***** SOURCE RECORDS

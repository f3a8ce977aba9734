//! Inkisar (share correction) and tashih (rectification).
//!
//! When a holder's saham does not divide evenly across its head-count, the
//! ashl and every saham are scaled up by a per-category multiplier so that
//! heads receive whole shares.

use crate::fraction::{gcd_multiple, lcm_multiple, NumberRelation};

/// One holder's head-count against its un-divided saham, as seen by
/// [`correct`].
#[derive(Debug, Clone, Copy)]
pub struct Holder {
    pub saham: u64,
    pub heads: u32,
}

/// The outcome of a correction pass: the multiplier to scale the whole
/// problem by, plus the relation(s) that produced it, for reporting.
#[derive(Debug, Clone)]
pub struct Correction {
    pub multiplier: u64,
    pub notes: Vec<String>,
}

/// Per-holder head-residue relative to its own saham: `heads` divides
/// `saham` evenly (no correction needed), or one of the four relations
/// applies between `heads` and `saham / gcd(saham, heads)`.
fn per_holder_factor(holder: Holder) -> u64 {
    if holder.heads <= 1 || holder.saham % u64::from(holder.heads) == 0 {
        return 1;
    }
    let heads = u64::from(holder.heads);
    let g = gcd_multiple(&[holder.saham, heads]);
    // Only the part of `heads` not already covered by shared factors with
    // `saham` needs to be multiplied in.
    heads / g
}

/// Compute the correction multiplier across every holder whose head-count
/// does not evenly divide its saham.
///
/// Returns `1` (no correction) if every holder already divides evenly. When
/// more than one holder needs correction, the per-holder factors are
/// combined via lcm (tawafuq/tabayun between holders), matching the
/// classical multi-group tashih procedure.
///
/// # Errors
///
/// Propagates [`crate::error::Error`] from the underlying lcm computation
/// (unreachable in practice: factors are always positive).
pub fn correct(holders: &[Holder]) -> Result<Correction, crate::error::Error> {
    let factors: Vec<u64> = holders
        .iter()
        .copied()
        .map(per_holder_factor)
        .filter(|&f| f > 1)
        .collect();

    if factors.is_empty() {
        return Ok(Correction {
            multiplier: 1,
            notes: vec!["every holder's heads divide its saham evenly: no correction needed".to_string()],
        });
    }

    let multiplier = lcm_multiple(&factors)?;
    let mut notes = vec![format!(
        "per-holder correction factors: {}",
        factors.iter().map(u64::to_string).collect::<Vec<_>>().join(", ")
    )];
    if factors.len() > 1 {
        let relation = if factors.iter().all(|&f| f == factors[0]) {
            NumberRelation::Equal
        } else if gcd_multiple(&factors) > 1 {
            NumberRelation::CommonFactor
        } else {
            NumberRelation::Coprime
        };
        notes.push(format!("combined via {relation}"));
    }
    notes.push(format!("correction multiplier = {multiplier}"));

    Ok(Correction { multiplier, notes })
}

#[cfg(test)]
mod tests {
    use super::*;

    #[test]
    fn no_correction_when_all_even() {
        let holders = [Holder { saham: 4, heads: 2 }, Holder { saham: 6, heads: 3 }];
        let result = correct(&holders).unwrap();
        assert_eq!(result.multiplier, 1);
    }

    #[test]
    fn single_group_tawafuq_correction() {
        // saham 4 across 6 heads: gcd(4,6)=2, factor = 6/2 = 3.
        let holders = [Holder { saham: 4, heads: 6 }];
        let result = correct(&holders).unwrap();
        assert_eq!(result.multiplier, 3);
    }

    #[test]
    fn single_group_tabayun_correction() {
        // saham 3 across 2 heads: gcd(3,2)=1, factor = 2.
        let holders = [Holder { saham: 3, heads: 2 }];
        let result = correct(&holders).unwrap();
        assert_eq!(result.multiplier, 2);
    }

    #[test]
    fn multi_group_factors_combine_via_lcm() {
        let holders = [Holder { saham: 3, heads: 2 }, Holder { saham: 4, heads: 6 }];
        let result = correct(&holders).unwrap();
        // factors = [2, 3], lcm = 6
        assert_eq!(result.multiplier, 6);
    }
}
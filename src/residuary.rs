//! Residuary (ashobah) distribution: the 2:1 male/female weighting
//! over whatever remains after fardh-holders are paid.

use crate::heir::HeirCategory;

/// One residuary participant: category, head-count, and whether this
/// category is treated as male-weighted for the 2:1 split.
#[derive(Debug, Clone, Copy)]
pub struct Participant {
    pub category: HeirCategory,
    pub quantity: u32,
}

/// Per-participant weight (1 for female, 2 for male) in the residuary pool.
fn weight(category: HeirCategory) -> u32 {
    if category.is_male() {
        2
    } else {
        1
    }
}

/// Distribute `remainder` saham across `participants` by the classical
/// muqasama rule: heads are weighted 2:1 male-to-female, and the remainder
/// is split proportionally to total weight. Each participant's total across
/// its `quantity` heads is returned (not per-head).
///
/// Returns an empty vector if `participants` is empty (the remainder stays
/// unassigned — callers treat this as "no residuary heir present").
#[must_use]
pub fn distribute(remainder: u64, participants: &[Participant]) -> Vec<(HeirCategory, u64)> {
    if participants.is_empty() {
        return Vec::new();
    }

    let total_weight: u64 = participants
        .iter()
        .map(|p| u64::from(weight(p.category)) * u64::from(p.quantity))
        .sum();

    if total_weight == 0 {
        return Vec::new();
    }

    participants
        .iter()
        .map(|p| {
            let share_weight = u64::from(weight(p.category)) * u64::from(p.quantity);
            (p.category, (remainder * share_weight) / total_weight)
        })
        .collect()
}

/// The ashl for an all-residuary pool (the "all ashobah" branch): 2:1
/// weighted if both sexes are present, otherwise the plain head-count.
#[must_use]
pub fn ashl_all_residuary(participants: &[Participant]) -> u64 {
    let total_weight: u64 = participants
        .iter()
        .map(|p| u64::from(weight(p.category)) * u64::from(p.quantity))
        .sum();
    total_weight.max(1)
}
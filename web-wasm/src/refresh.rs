//! データ再取得

use nas_viewer_common::{NotificationKind, RefreshResponse};
use tracing::{debug, error, info};

use crate::api;
use crate::controller::{config, schedule_navigation, with_controller, Navigation};
use crate::notify::notify;

/// サーバーにデータ更新を依頼し、成功したらリロードする
pub async fn refresh_data() {
    let Some(token) = with_controller(|c| c.refresh_requests.issue()) else {
        return;
    };
    let config = config();

    notify("データを更新中...", NotificationKind::Info);
    let result = api::post_json::<RefreshResponse>(&config.refresh_url).await;

    if with_controller(|c| c.refresh_requests.is_latest(token)) != Some(true) {
        debug!("古い更新結果を破棄しました");
        return;
    }

    match result {
        Ok(result) => {
            info!("データ更新: {}件", result.count);
            notify(format!("データを更新しました ({}件)", result.count), NotificationKind::Success);
            schedule_navigation(Navigation::Reload, config.refresh_reload_delay_ms);
        }
        Err(e) => {
            error!("データ更新エラー: {}", e);
            notify("データ更新に失敗しました", NotificationKind::Error);
        }
    }
}
//! パス表示モーダルとクリップボード

use gloo::utils::{document, window};
use nas_viewer_common::NotificationKind;
use tracing::{error, info};
use wasm_bindgen::{JsCast, JsValue};
use wasm_bindgen_futures::JsFuture;
use web_sys::{Element, HtmlDocument, HtmlElement, HtmlTextAreaElement};

use crate::dom;
use crate::error::{UiError, UiResult};
use crate::notify::notify;

pub const PATH_MODAL_ID: &str = "pathModal";
const MODAL_PATH_ID: &str = "modal-path";

pub fn show_path_modal(file_path: &str) {
    dom::set_text(MODAL_PATH_ID, file_path);
    if let Some(modal) = dom::by_id_opt::<HtmlElement>(PATH_MODAL_ID) {
        let _ = dom::set_display(&modal, "block");
    }
}

pub fn close_modal() {
    if let Some(modal) = dom::by_id_opt::<HtmlElement>(PATH_MODAL_ID) {
        let _ = dom::set_display(&modal, "none");
    }
}

/// 表示中のパスをクリップボードへコピーする
///
/// Clipboard API が使えない・失敗した場合は `execCommand('copy')` で再試行
pub async fn copy_path() {
    let Some(path_element) = dom::by_id_opt::<Element>(MODAL_PATH_ID) else {
        return;
    };
    let text = path_element.text_content().unwrap_or_default();

    match write_clipboard(&text).await {
        Ok(()) => on_copied(&text),
        Err(e) => {
            error!("クリップボードコピー失敗: {}", e);
            match fallback_copy_text(&text) {
                Ok(true) => on_copied(&text),
                Ok(false) => {
                    error!("フォールバックコピー失敗: execCommand('copy') が false を返しました");
                    notify("コピーに失敗しました", NotificationKind::Error);
                }
                Err(e) => {
                    error!("フォールバックコピー失敗: {}", e);
                    notify("コピーに失敗しました", NotificationKind::Error);
                }
            }
        }
    }
}

fn on_copied(text: &str) {
    info!("コピー: {}", text);
    notify("パスをクリップボードにコピーしました", NotificationKind::Success);
    close_modal();
}

async fn write_clipboard(text: &str) -> UiResult<()> {
    let navigator = window().navigator();
    let clipboard = js_sys::Reflect::get(&navigator, &JsValue::from_str("clipboard"))?;
    if clipboard.is_undefined() || clipboard.is_null() {
        return Err(UiError::Js("Clipboard API が利用できません".into()));
    }

    let write_text = js_sys::Reflect::get(&clipboard, &JsValue::from_str("writeText"))?
        .dyn_into::<js_sys::Function>()?;
    let promise = write_text
        .call1(&clipboard, &JsValue::from_str(text))?
        .dyn_into::<js_sys::Promise>()?;
    JsFuture::from(promise).await?;
    Ok(())
}

/// 画面外の `<textarea>` を選択してコピーする。`<textarea>` は必ず取り除く
fn fallback_copy_text(text: &str) -> UiResult<bool> {
    let document = document();
    let body = document.body().ok_or(UiError::MissingElement("body"))?;

    let textarea = document.create_element("textarea")?.unchecked_into::<HtmlTextAreaElement>();
    textarea.set_value(text);
    textarea
        .style()
        .set_css_text("position: fixed; left: -999999px; top: -999999px;");
    body.append_child(&textarea)?;

    let _ = textarea.focus();
    textarea.select();
    let copied = document.unchecked_ref::<HtmlDocument>().exec_command("copy");
    textarea.remove();

    Ok(copied?)
}

#[cfg(all(target_arch = "wasm32", test))]
mod wasm_tests {
    use super::*;
    use gloo::utils::body;
    use js_sys::Object;
    use wasm_bindgen_test::*;

    wasm_bindgen_test_configure!(run_in_browser);

    const PATH: &str = "/nas/cam1/2024/01/15/a.mp4";

    fn mount_modal() -> Element {
        let root = document().create_element("div").unwrap();
        root.set_inner_html(&format!(
            r#"<div id="pathModal" style="display: block"><span id="modal-path">{}</span></div>"#,
            PATH
        ));
        body().append_child(&root).unwrap();
        root
    }

    /// インスタンスにプロパティを定義してプロトタイプ側を隠す
    fn stub(target: &Object, name: &str, value: &JsValue) {
        let descriptor = Object::new();
        js_sys::Reflect::set(&descriptor, &JsValue::from_str("value"), value).unwrap();
        js_sys::Reflect::set(&descriptor, &JsValue::from_str("configurable"), &JsValue::TRUE).unwrap();
        Object::define_property(target, &JsValue::from_str(name), &descriptor);
    }

    fn unstub(target: &Object, name: &str) {
        js_sys::Reflect::delete_property(target, &JsValue::from_str(name)).unwrap();
    }

    /// Clipboard API を無効にし、`execCommand` を差し替えてコピーする
    async fn copy_with_exec_command(body_js: &str) {
        let navigator = window().navigator();
        let document = document();
        stub(&navigator, "clipboard", &JsValue::UNDEFINED);
        stub(&document, "execCommand", &js_sys::Function::new_no_args(body_js));

        copy_path().await;

        unstub(&document, "execCommand");
        unstub(&navigator, "clipboard");
    }

    fn assert_single_notification(text: &str) {
        let shown = dom::query_all(".notification");
        assert_eq!(shown.len(), 1);
        assert_eq!(shown[0].text_content().as_deref(), Some(text));
    }

    fn path_modal() -> HtmlElement {
        dom::by_id(PATH_MODAL_ID).unwrap()
    }

    #[wasm_bindgen_test]
    async fn test_fallback_copy_success_closes_modal() {
        let root = mount_modal();
        copy_with_exec_command("return true;").await;

        assert!(dom::query_all("textarea").is_empty());
        assert_single_notification("パスをクリップボードにコピーしました");
        assert!(dom::is_hidden(&path_modal()));
        root.remove();
    }

    #[wasm_bindgen_test]
    async fn test_exec_command_false_is_failure() {
        let root = mount_modal();
        copy_with_exec_command("return false;").await;

        assert!(dom::query_all("textarea").is_empty());
        assert_single_notification("コピーに失敗しました");
        assert!(!dom::is_hidden(&path_modal()));
        root.remove();
    }

    #[wasm_bindgen_test]
    async fn test_exec_command_throw_is_failure() {
        let root = mount_modal();
        copy_with_exec_command("throw new Error('denied');").await;

        assert!(dom::query_all("textarea").is_empty());
        assert_single_notification("コピーに失敗しました");
        root.remove();
    }

    #[wasm_bindgen_test]
    fn test_fallback_always_removes_textarea() {
        let _ = fallback_copy_text(PATH);
        assert!(dom::query_all("textarea").is_empty());
    }
}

**********

● **WHAT YOU NEED TO DO**
Search the records for the word "UiError". Copy each line where it appears.

● **PROBLEM SOLUTION**
use crate::error::{UiError, UiResult};
        return Err(UiError::Js("Clipboard API が利用できません".into()));
    let body = document.body().ok_or(UiError::MissingElement("body"))?;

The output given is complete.